I notice the sky. A lot. I notice it when I open the shutters in the morning. This morning there was a pinkish orange/peachy glow from the rising sun. Now the sky is blue again. I find I only need to gaze up for a few moments and I see something which catches my attention – a high trail of white from a jet hurrying from the south to the north (or vice versa); a single bird hovering so high above the ground I can’t begin to understand how it can spot its prey in the vineyard; some clouds gathering, floating on by, changing shape every second.
Clouds catch our attention a lot, don’t they? Well, not so much when they are uniformly grey and stretching from one horizon to the next, but especially when they form shapes.

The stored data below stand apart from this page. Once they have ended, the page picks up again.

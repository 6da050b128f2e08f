//! Hardware adapter — bridges real peripherals to domain port traits.
//!
//! Owns the [`PumpBank`] and the battery ADC, exposing them through
//! [`ActuatorPort`] and [`BatteryPort`].  This is the only module in the
//! system that touches actual hardware.  On non-espidf targets, the
//! underlying drivers use cfg-gated simulation stubs.

use log::info;

use crate::app::ports::{ActuatorPort, BatteryPort};
use crate::drivers::hw_init;
use crate::drivers::pump::PumpBank;

/// Concrete adapter that combines all hardware behind port traits.
pub struct HardwareAdapter {
    pumps: PumpBank,
}

impl Default for HardwareAdapter {
    fn default() -> Self {
        Self::new(PumpBank::new())
    }
}

impl HardwareAdapter {
    pub fn new(pumps: PumpBank) -> Self {
        Self { pumps }
    }

    pub fn pumps(&self) -> &PumpBank {
        &self.pumps
    }
}

// ── ActuatorPort implementation ───────────────────────────────

impl ActuatorPort for HardwareAdapter {
    fn pump_on(&mut self, index: usize) {
        info!("HW: pump {} ON", index + 1);
        self.pumps.start(index);
    }

    fn pump_off(&mut self, index: usize) {
        self.pumps.stop(index);
        info!("HW: pump {} OFF", index + 1);
    }

    fn all_off(&mut self) {
        self.pumps.stop_all();
    }

    #[cfg(target_os = "espidf")]
    fn delay_ms(&mut self, ms: u32) {
        esp_idf_hal::delay::FreeRtos::delay_ms(ms);
    }

    #[cfg(not(target_os = "espidf"))]
    fn delay_ms(&mut self, ms: u32) {
        std::thread::sleep(std::time::Duration::from_millis(u64::from(ms)));
    }
}

// ── BatteryPort implementation ────────────────────────────────

impl BatteryPort for HardwareAdapter {
    fn read_raw(&mut self) -> u16 {
        hw_init::battery_adc_read()
    }
}
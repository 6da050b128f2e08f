//! Hourly tick scheduler.
//!
//! Decides, on every loop iteration of a wake cycle, whether the wall
//! clock has just crossed an hour boundary. When it has, the scheduler
//! notifies a [`HourBoundaryDelegate`] exactly once for that boundary;
//! the delegate counts the pump slots down and runs the evaluator.
//!
//! ```text
//!            minute == 0 && second <= tolerance
//!            && boundary not yet handled
//!   ┌──────┐ ─────────────────────────────────▶ ┌─────────────────────┐
//!   │ Idle │                                    │ HourBoundaryReached │
//!   └──────┘ ◀───────────────────────────────── └─────────────────────┘
//!                 delegate.on_hour_boundary()
//! ```
//!
//! Without a synced clock the scheduler cannot tell the minute. It then
//! reports [`TickOutcome::Degraded`] and the caller sleeps a blind hour
//! without touching any countdown. Repeated blind cycles drift; nothing
//! here corrects that.

use crate::app::ports::HourBoundaryDelegate;
use crate::config::SystemConfig;
use log::{info, warn};

pub const SECS_PER_HOUR: u32 = 3600;

// ═══════════════════════════════════════════════════════════════
//  Wall clock
// ═══════════════════════════════════════════════════════════════

/// Local time as delivered by the clock port.
#[derive(Debug, Clone, Copy, PartialEq, Eq)]
pub struct WallClock {
    /// Seconds since the Unix epoch (UTC).
    pub epoch_secs: u64,
    /// Local hour of day, 0–23.
    pub hour: u8,
    pub minute: u8,
    pub second: u8,
}

impl WallClock {
    /// Monotonic hour number, identifies one boundary uniquely.
    pub fn epoch_hour(&self) -> u64 {
        self.epoch_secs / u64::from(SECS_PER_HOUR)
    }

    /// Seconds from now to the next hh:00:00.
    pub fn secs_until_next_hour(&self) -> u32 {
        let into_hour = u32::from(self.minute) * 60 + u32::from(self.second);
        SECS_PER_HOUR - into_hour.min(SECS_PER_HOUR - 1)
    }
}

// ═══════════════════════════════════════════════════════════════
//  Scheduler
// ═══════════════════════════════════════════════════════════════

#[derive(Debug, Clone, Copy, PartialEq, Eq)]
pub enum TickState {
    Idle,
    HourBoundaryReached,
}

/// What one [`HourlyScheduler::tick`] did.
#[derive(Debug, Clone, Copy, PartialEq, Eq)]
pub enum TickOutcome {
    /// A new boundary was handled; persist `epoch_hour` as the stamp.
    Fired { epoch_hour: u64 },
    /// Between boundaries, or this boundary was already handled.
    Idle,
    /// No wall clock available.
    Degraded,
}

pub struct HourlyScheduler {
    state: TickState,
    /// Epoch hour of the last handled boundary (restored from NVS).
    last_handled: Option<u64>,
    tolerance_secs: u8,
    drift_compensation_secs: u32,
    blind_sleep_secs: u32,
}

impl HourlyScheduler {
    pub fn new(config: &SystemConfig, last_handled: Option<u64>) -> Self {
        Self {
            state: TickState::Idle,
            last_handled,
            tolerance_secs: config.boundary_tolerance_secs,
            drift_compensation_secs: config.timer_drift_compensation_secs,
            blind_sleep_secs: config.blind_sleep_secs,
        }
    }

    pub fn state(&self) -> TickState {
        self.state
    }

    pub fn last_handled(&self) -> Option<u64> {
        self.last_handled
    }

    /// Whether `now` lies inside the boundary window.
    pub fn is_boundary(&self, now: &WallClock) -> bool {
        now.minute == 0 && now.second <= self.tolerance_secs
    }

    /// Check the clock and fire the delegate if a new boundary was reached.
    pub fn tick(
        &mut self,
        now: Option<WallClock>,
        delegate: &mut dyn HourBoundaryDelegate,
    ) -> TickOutcome {
        let Some(now) = now else {
            return TickOutcome::Degraded;
        };

        if !self.is_boundary(&now) {
            return TickOutcome::Idle;
        }

        let epoch_hour = now.epoch_hour();
        if self.last_handled == Some(epoch_hour) {
            return TickOutcome::Idle;
        }

        self.state = TickState::HourBoundaryReached;
        info!(
            "Scheduler: hour boundary {:02}:{:02}:{:02} (epoch hour {})",
            now.hour, now.minute, now.second, epoch_hour
        );
        delegate.on_hour_boundary(epoch_hour);

        self.last_handled = Some(epoch_hour);
        self.state = TickState::Idle;
        TickOutcome::Fired { epoch_hour }
    }

    /// Timer wake-up length for a sleep starting at `now`.
    ///
    /// Aims at the next hour boundary plus drift compensation. Without a
    /// clock this is the blind-sleep fallback.
    pub fn sleep_secs(&self, now: Option<WallClock>) -> u32 {
        match now {
            Some(now) => now.secs_until_next_hour() + self.drift_compensation_secs,
            None => {
                warn!(
                    "Scheduler: no wall clock, blind sleep {}s (countdowns untouched)",
                    self.blind_sleep_secs
                );
                self.blind_sleep_secs
            }
        }
    }
}

// ═══════════════════════════════════════════════════════════════
//  Tests
// ═══════════════════════════════════════════════════════════════
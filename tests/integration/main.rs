//! Integration test driver for `tests/integration/` submodule.
//!
//! Each `mod` below maps to a file that exercises a specific subsystem
//! against mock adapters.  All tests run on the host (x86_64) with no
//! real hardware required.

// Host critical-section impl for the embassy-sync event queue.
use critical_section as _;

mod ingestion_tests;
mod mock_hw;
mod service_tests;
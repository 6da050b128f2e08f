//! Adapters — concrete implementations of the hexagonal port traits.
//!
//! | Adapter    | Implements         | Connects to              |
//! |------------|--------------------|--------------------------|
//! | `hardware` | ActuatorPort       | Pump GPIOs (active-low)  |
//! |            | BatteryPort        | ESP32 ADC1               |
//! | `log_sink` | EventSink          | Serial log output        |
//! | `mqtt`     | EventSink          | Telemetry publishes      |
//! |            | (event producer)   | Command subscriptions    |
//! | `nvs`      | ConfigPort         | NVS / in-memory store    |
//! |            | StoragePort        |                          |
//! | `time`     | ClockPort          | SNTP-set RTC, local TZ   |
//! | `wifi`     | —                  | ESP-IDF WiFi STA + SNTP  |

pub mod hardware;
pub mod log_sink;
pub mod mqtt;
pub mod nvs;
pub mod time;
pub mod wifi;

Actually I can’t tell you how often one particular Peanuts strip comes to my mind when I start to think about the shapes which clouds make! Wait, I’ll have a look…..oh, yes, here it is!!
What do you see when you look at the cloud I photographed yesterday and posted at the beginning of this piece?
Do you see a dragon? A crocodile? What?
Two things spring to my mind when I start to reflect on our ability to see recognisable patterns in clouds – patterns which we can name – the first is about imagination and how it is always active and always busy creating the reality we experience. It’s not something we switch on and off. We use it all the time to see….to see the physical world, to make sense of it, to interpret it, to make and recognise symbols and be inspired.
The second is about the astonishing pattern-making/pattern-recognising power of the human mind. It’s such an integral part of who we are that we aren’t even aware that we are doing it. But we are. All the time. Seeing not just the patterns of the physical world around us, but the hints, suggestions and representations which are unique to each one of us.